En distintas ocasiones tuve que engrasar el mío con vaselina, con crema para el cutis y hasta con tocino. Además, no teníamos faroles ni linternas. Creo que en todo nuestro sector no había nada parecido a una linterna eléctrica, y el sitio más cercano donde se podía conseguir una era Barcelona, y eso no sin dificultades.

A medida que transcurría el tiempo y los aislados disparos de fusil resonaban entre las colinas, comencé a preguntarme con creciente escepticismo si alguna vez ocurriría algo que proporcionara un poco de vida, o más bien un poco de muerte, a esa extravagante guerra. Luchábamos contra la pulmonía, no contra hombres. Cuando las trincheras están separadas por más de quinientos metros, nadie resulta herido si no es por casualidad. Desde luego, había bajas, pero en su mayoría no eran causadas por el enemigo.
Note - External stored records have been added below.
//! User management list (admin-only). No search; users are few.

use leptos::prelude::*;
use leptos_router::hooks::use_navigate;

use crate::components::confirmation_dialog::ConfirmationDialog;
use crate::components::error_banner::ErrorBanner;
use crate::components::loading_spinner::LoadingSpinner;
use crate::components::navbar::Navbar;
use crate::components::pagination::Pagination;
use crate::net::resource::USERS;
use crate::net::types::{User, UserRole};
use crate::state::resource as paged;
use crate::state::resource::UsersState;
use crate::state::session::SessionState;
use crate::util::guard::{RouteAccess, install_guard};

#[component]
pub fn UserListPage() -> impl IntoView {
    let session = expect_context::<RwSignal<SessionState>>();
    let users = expect_context::<RwSignal<UsersState>>();
    let navigate = use_navigate();
    install_guard(session, RouteAccess::Admin, navigate);

    let delete_target = RwSignal::new(None::<User>);

    #[cfg(feature = "hydrate")]
    if session.get_untracked().is_admin() {
        let token = session.get_untracked().token();
        leptos::task::spawn_local(async move {
            paged::refresh_current_page(users, &USERS, token).await;
        });
    }

    let on_page = Callback::new(move |page: u32| {
        #[cfg(feature = "hydrate")]
        {
            let token = session.get_untracked().token();
            let request = users.get_untracked().request.with_page(page);
            leptos::task::spawn_local(async move {
                paged::load_page(users, &USERS, token, request).await;
            });
        }
        #[cfg(not(feature = "hydrate"))]
        let _ = page;
    });

    let on_size = Callback::new(move |size: u32| {
        #[cfg(feature = "hydrate")]
        {
            let token = session.get_untracked().token();
            let request = users.get_untracked().request.with_size(size);
            leptos::task::spawn_local(async move {
                paged::load_page(users, &USERS, token, request).await;
            });
        }
        #[cfg(not(feature = "hydrate"))]
        let _ = size;
    });

    let on_confirm_delete = Callback::new(move |()| {
        let Some(user) = delete_target.get_untracked() else {
            return;
        };
        delete_target.set(None);
        #[cfg(feature = "hydrate")]
        {
            let token = session.get_untracked().token();
            leptos::task::spawn_local(async move {
                match USERS.delete(token.as_deref(), user.id).await {
                    Ok(()) => paged::refresh_current_page(users, &USERS, token).await,
                    Err(err) => users.update(|s| s.error = Some(err)),
                }
            });
        }
        #[cfg(not(feature = "hydrate"))]
        let _ = user;
    });
    let on_cancel_delete = Callback::new(move |()| delete_target.set(None));

    let delete_message = Signal::derive(move || {
        delete_target
            .get()
            .map_or_else(String::new, |u| format!("Delete \"{}\"? This cannot be undone.", u.email))
    });

    let current_page = Signal::derive(move || users.get().page.as_ref().map_or(0, |p| p.page));
    let page_size = Signal::derive(move || users.get().request.size);
    let total_elements =
        Signal::derive(move || users.get().page.as_ref().map_or(0, |p| p.total_elements));
    let total_pages =
        Signal::derive(move || users.get().page.as_ref().map_or(0, |p| p.total_pages));
    let is_first = Signal::derive(move || users.get().page.as_ref().is_none_or(|p| p.first));
    let is_last = Signal::derive(move || users.get().page.as_ref().is_none_or(|p| p.last));
    let error = Signal::derive(move || users.get().error.clone());

    // Deleting yourself is allowed by the server; hide the button instead.
    let own_id = move || session.get().session.as_ref().map(|s| s.user.id);

    view! {
        <Navbar/>
        <main class="page">
            <header class="page__header">
                <h1>"Users"</h1>
                <a class="btn btn--primary" href="/users/new">
                    "New User"
                </a>
            </header>

            <ErrorBanner message=error/>

            <Show
                when=move || users.get().page.is_some()
                fallback=move || view! { <LoadingSpinner/> }
            >
                <table class="data-table">
                    <thead>
                        <tr>
                            <th>"Name"</th>
                            <th>"Email"</th>
                            <th>"Role"</th>
                            <th>"Status"</th>
                            <th></th>
                        </tr>
                    </thead>
                    <tbody>
                        {move || {
                            users
                                .get()
                                .items()
                                .iter()
                                .cloned()
                                .map(|user| {
                                    let edit = format!("/users/{}/edit", user.id);
                                    let role = match user.role {
                                        UserRole::Admin => "Admin",
                                        UserRole::User => "User",
                                    };
                                    let status = if user.enabled { "Enabled" } else { "Disabled" };
                                    let removable = own_id() != Some(user.id);
                                    let target = user.clone();
                                    view! {
                                        <tr>
                                            <td>{user.name.clone()}</td>
                                            <td>{user.email.clone()}</td>
                                            <td>{role}</td>
                                            <td>{status}</td>
                                            <td class="data-table__actions">
                                                <a class="btn btn--small" href=edit.clone()>
                                                    "Edit"
                                                </a>
                                                <Show when=move || removable>
                                                    <button
                                                        class="btn btn--small btn--danger"
                                                        on:click={
                                                            let target = target.clone();
                                                            move |_| delete_target.set(Some(target.clone()))
                                                        }
                                                    >
                                                        "Delete"
                                                    </button>
                                                </Show>
                                            </td>
                                        </tr>
                                    }
                                })
                                .collect::<Vec<_>>()
                        }}
                    </tbody>
                </table>
                <Show when=move || users.get().items().is_empty()>
                    <p class="page__empty">"No users found."</p>
                </Show>

                <Pagination
                    current_page=current_page
                    page_size=page_size
                    total_elements=total_elements
                    total_pages=total_pages
                    is_first=is_first
                    is_last=is_last
                    on_page=on_page
                    on_size=on_size
                />
            </Show>

            <Show when=move || delete_target.get().is_some()>
                <ConfirmationDialog
                    title="Delete User"
                    message=delete_message
                    on_confirm=on_confirm_delete
                    on_cancel=on_cancel_delete
                />
            </Show>
        </main>
    }
}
Si la memoria no me engaña, los primeros cinco heridos que vi en España debían sus lesiones a nuestras propias armas, y no quiero decir que fueran intencionadas, desde luego, sino producto de un accidente o descuido. Nuestros gastados fusiles constituían un verdadero peligro. Algunos de ellos dejaban escapar el tiro si la culata se golpeaba contra el suelo; vi un hombre con la mano atravesada por un proyectil a causa de este defecto. Y en la oscuridad, los reclutas novatos se tiroteaban continuamente entre sí. Cierta vez, cuando todavía no era noche cerrada, un centinela me disparó desde una distancia de veinte metros, y me erró por uno. Quién sabe cuantas veces la mala puntería española me salvó la vida. En otra ocasión, al salir de patrulla en medio de la niebla, tomé la precaución de avisar de antemano al jefe de la guardia. Al regresar, tropecé contra un arbusto; el centinela comenzó a gritar que los fascistas se acercaban y tuve el placer de oír al jefe de la guardia ordenar que dispararan sin demora. Por supuesto, me mantuve echado y las balas pasaron por encima sin lastimarme. No hay nada que pueda convencer a un español, sobre todo a un español joven, de que las armas de fuego son peligrosas. Cierta vez, poco después del episodio anterior, me encontraba fotografiando a unos soldados encargados de una ametralladora, que apuntaba directamente hacia mí.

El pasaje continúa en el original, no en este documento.